//! Distance-based LOD selection for one terrain object

use serde::{Deserialize, Serialize};

use crate::core::types::Vec3;
use crate::render::Renderable;
use super::level::LodSet;

/// Tuning for [`TerrainLodController`]
#[derive(Clone, Debug, PartialEq, Serialize, Deserialize)]
#[serde(default)]
pub struct LodControllerConfig {
    /// Seconds between LOD decisions
    pub update_interval: f32,
    /// Level `i` covers distances below `(i + 1) * width * distance_factor`
    pub distance_factor: f32,
    /// Past this fraction of the far plane one coarser level is used
    pub far_plane_ratio: f32,
}

impl Default for LodControllerConfig {
    fn default() -> Self {
        Self {
            update_interval: 0.5,
            distance_factor: 1.2,
            far_plane_ratio: 0.8,
        }
    }
}

/// World placement of a terrain as the controller sees it
#[derive(Clone, Copy, Debug)]
pub struct LodPlacement {
    pub position: Vec3,
    pub scale: Vec3,
    pub terrain_width: f32,
}

impl LodPlacement {
    /// Terrain centre in world space
    pub fn center(&self) -> Vec3 {
        let half = self.terrain_width / 2.0;
        self.position + Vec3::new(half * self.scale.x, 0.0, half * self.scale.z)
    }
}

/// First level whose distance band contains `distance`, else the coarsest
pub fn determine_lod_level(distance: f32, threshold: f32, level_count: usize) -> usize {
    let coarsest = level_count.saturating_sub(1);
    (0..level_count)
        .find(|&i| distance < (i + 1) as f32 * threshold)
        .unwrap_or(coarsest)
}

/// Full selection including the far-plane bump
pub fn select_lod(
    distance: f32,
    terrain_width: f32,
    camera_far: f32,
    level_count: usize,
    config: &LodControllerConfig,
) -> usize {
    let threshold = terrain_width * config.distance_factor;
    let mut level = determine_lod_level(distance, threshold, level_count);
    if camera_far > 0.0 && distance / camera_far > config.far_plane_ratio {
        level = (level + 1).min(level_count.saturating_sub(1));
    }
    level
}

/// Picks the active LOD level and swaps the renderable's meshes.
///
/// Decisions happen at most once per `update_interval`. A level whose
/// meshes do not exist yet is never bound; the current meshes stay.
#[derive(Clone, Debug)]
pub struct TerrainLodController {
    config: LodControllerConfig,
    current_lod: usize,
    dirty: bool,
    enabled: bool,
    accumulator: f32,
}

impl TerrainLodController {
    pub fn new(config: LodControllerConfig) -> Self {
        Self {
            config,
            current_lod: 0,
            dirty: false,
            enabled: true,
            accumulator: 0.0,
        }
    }

    pub fn current_lod(&self) -> usize {
        self.current_lod
    }

    pub fn is_enabled(&self) -> bool {
        self.enabled
    }

    pub fn is_dirty(&self) -> bool {
        self.dirty
    }

    pub fn config(&self) -> &LodControllerConfig {
        &self.config
    }

    /// Force the next decision to rebind meshes (after LOD data changed)
    pub fn mark_dirty(&mut self) {
        self.dirty = true;
    }

    /// Advance by `dt` seconds. Call only for visible terrains.
    ///
    /// Returns true when the renderable was swapped.
    pub fn update(
        &mut self,
        dt: f32,
        camera_position: Vec3,
        camera_far: f32,
        placement: &LodPlacement,
        lods: &LodSet,
        renderable: &mut Renderable,
    ) -> bool {
        if !self.enabled {
            return false;
        }

        self.accumulator += dt;
        if self.accumulator < self.config.update_interval {
            return false;
        }
        self.accumulator = 0.0;

        let distance = camera_position.distance(placement.center());
        let level = select_lod(distance, placement.terrain_width, camera_far, lods.level_count(), &self.config);

        if (level != self.current_lod || self.dirty) && self.apply(level, lods, renderable) {
            log::debug!("Terrain LOD {} -> {} at distance {:.1}", self.current_lod, level, distance);
            self.current_lod = level;
            self.dirty = false;
            return true;
        }
        false
    }

    /// Re-enable automatic selection, restoring the last chosen level
    pub fn enable(&mut self, lods: &LodSet, renderable: &mut Renderable) {
        if self.enabled {
            return;
        }
        self.enabled = true;
        if self.current_lod != 0 {
            self.apply(self.current_lod, lods, renderable);
        }
    }

    /// Bind full detail and stop automatic selection (e.g. while sculpting)
    pub fn disable(&mut self, lods: &LodSet, renderable: &mut Renderable) {
        self.enabled = false;
        self.apply(0, lods, renderable);
    }

    fn apply(&self, level: usize, lods: &LodSet, renderable: &mut Renderable) -> bool {
        if !lods.has_lod(level) {
            return false;
        }
        match lods.level(level) {
            Some(l) => {
                renderable.meshes.clone_from(&l.meshes);
                true
            }
            None => false,
        }
    }
}

impl Default for TerrainLodController {
    fn default() -> Self {
        Self::new(LodControllerConfig::default())
    }
}

#[cfg(test)]
mod tests {
    use super::*;
    use crate::lod::{LodLevel, LodMeshData};
    use crate::render::{HeadlessAllocator, RenderMesh, VertexLayout};

    const WIDTH: f32 = 100.0;

    fn quad() -> LodMeshData {
        LodMeshData::new(
            vec![0.0, 0.0, 0.0, 1.0, 0.0, 0.0, 0.0, 0.0, 1.0, 1.0, 0.0, 1.0],
            vec![3, 1, 0, 0, 2, 3],
        )
    }

    fn lod_set(allocator: &mut HeadlessAllocator, levels: usize) -> LodSet {
        let base = RenderMesh::allocate(allocator, quad().mesh_desc(VertexLayout::POSITION)).expect("valid mesh");
        let data: Vec<Vec<LodMeshData>> = (1..levels).map(|_| vec![quad()]).collect();
        LodSet::from_data(LodLevel::new(vec![base]), &data, VertexLayout::POSITION, allocator).expect("allocates")
    }

    fn placement() -> LodPlacement {
        LodPlacement {
            position: Vec3::ZERO,
            scale: Vec3::ONE,
            terrain_width: WIDTH,
        }
    }

    /// Camera `distance` units from the terrain centre along +X
    fn camera_at(distance: f32) -> Vec3 {
        placement().center() + Vec3::X * distance
    }

    #[test]
    fn test_determine_lod_level_bands() {
        let threshold = 120.0;
        assert_eq!(determine_lod_level(0.0, threshold, 4), 0);
        assert_eq!(determine_lod_level(119.9, threshold, 4), 0);
        assert_eq!(determine_lod_level(120.0, threshold, 4), 1);
        assert_eq!(determine_lod_level(300.0, threshold, 4), 2);
        assert_eq!(determine_lod_level(5000.0, threshold, 4), 3);
        assert_eq!(determine_lod_level(5000.0, threshold, 1), 0);
    }

    #[test]
    fn test_far_plane_bump() {
        let config = LodControllerConfig::default();
        // 130 is in band 1; far plane 150 puts it past 0.8
        assert_eq!(select_lod(130.0, WIDTH, 10_000.0, 4, &config), 1);
        assert_eq!(select_lod(130.0, WIDTH, 150.0, 4, &config), 2);
        // Clamped at the coarsest level
        assert_eq!(select_lod(1000.0, WIDTH, 1100.0, 4, &config), 3);
    }

    #[test]
    fn test_monotonic_with_distance() {
        let config = LodControllerConfig::default();
        let mut previous = 0;
        for step in 0..200 {
            let distance = step as f32 * 5.0;
            let level = select_lod(distance, WIDTH, 800.0, 4, &config);
            assert!(level >= previous, "distance {} picked {} after {}", distance, level, previous);
            previous = level;
        }
    }

    #[test]
    fn test_controller_never_refines_while_receding() {
        let mut allocator = HeadlessAllocator::new();
        let lods = lod_set(&mut allocator, 4);
        let mut renderable = Renderable {
            meshes: lods.level(0).map(|l| l.meshes.clone()).unwrap_or_default(),
            ..Default::default()
        };
        let mut controller = TerrainLodController::default();

        let mut previous = 0;
        for step in 0..100 {
            controller.update(0.5, camera_at(step as f32 * 6.0), 1000.0, &placement(), &lods, &mut renderable);
            assert!(controller.current_lod() >= previous);
            previous = controller.current_lod();
        }
        assert_eq!(controller.current_lod(), 3);
        assert_eq!(Some(&renderable.meshes), lods.level(3).map(|l| &l.meshes));
    }

    #[test]
    fn test_interval_gates_updates() {
        let mut allocator = HeadlessAllocator::new();
        let lods = lod_set(&mut allocator, 4);
        let mut renderable = Renderable::default();
        let mut controller = TerrainLodController::default();

        assert!(!controller.update(0.2, camera_at(500.0), 10_000.0, &placement(), &lods, &mut renderable));
        assert_eq!(controller.current_lod(), 0);
        assert!(controller.update(0.3, camera_at(500.0), 10_000.0, &placement(), &lods, &mut renderable));
        assert_eq!(controller.current_lod(), 3);
    }

    #[test]
    fn test_missing_level_keeps_current_mesh() {
        let mut allocator = HeadlessAllocator::new();
        let lods = lod_set(&mut allocator, 1);
        let base = lods.level(0).map(|l| l.meshes.clone()).unwrap_or_default();
        let mut renderable = Renderable { meshes: base.clone(), ..Default::default() };
        let mut controller = TerrainLodController::default();

        // Only the base level exists, so the coarsest level is 0
        assert!(!controller.update(1.0, camera_at(5000.0), 10_000.0, &placement(), &lods, &mut renderable));
        assert_eq!(renderable.meshes, base);
        assert_eq!(controller.current_lod(), 0);
    }

    #[test]
    fn test_dirty_waits_for_level_data() {
        let mut allocator = HeadlessAllocator::new();
        let empty = LodSet::new(LodLevel::default());
        let mut renderable = Renderable::default();
        let mut controller = TerrainLodController::default();

        controller.mark_dirty();
        assert!(!controller.update(1.0, camera_at(0.0), 10_000.0, &placement(), &empty, &mut renderable));
        assert!(controller.is_dirty());

        let lods = lod_set(&mut allocator, 2);
        assert!(controller.update(1.0, camera_at(0.0), 10_000.0, &placement(), &lods, &mut renderable));
        assert!(!controller.is_dirty());
        assert_eq!(Some(&renderable.meshes), lods.level(0).map(|l| &l.meshes));
    }

    #[test]
    fn test_disable_forces_base_and_enable_restores() {
        let mut allocator = HeadlessAllocator::new();
        let lods = lod_set(&mut allocator, 4);
        let mut renderable = Renderable::default();
        let mut controller = TerrainLodController::default();

        controller.update(1.0, camera_at(300.0), 10_000.0, &placement(), &lods, &mut renderable);
        assert_eq!(controller.current_lod(), 2);

        controller.disable(&lods, &mut renderable);
        assert!(!controller.is_enabled());
        assert_eq!(Some(&renderable.meshes), lods.level(0).map(|l| &l.meshes));
        assert!(!controller.update(1.0, camera_at(1000.0), 10_000.0, &placement(), &lods, &mut renderable));

        controller.enable(&lods, &mut renderable);
        assert!(controller.is_enabled());
        assert_eq!(Some(&renderable.meshes), lods.level(2).map(|l| &l.meshes));
    }

    #[test]
    fn test_center_uses_scale() {
        let placement = LodPlacement {
            position: Vec3::new(10.0, 5.0, 20.0),
            scale: Vec3::new(2.0, 1.0, 3.0),
            terrain_width: 100.0,
        };
        assert_eq!(placement.center(), Vec3::new(110.0, 5.0, 170.0));
    }
}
==*==
Write only the number of lines in the data where the string "half" can be found.

**The answer:**
2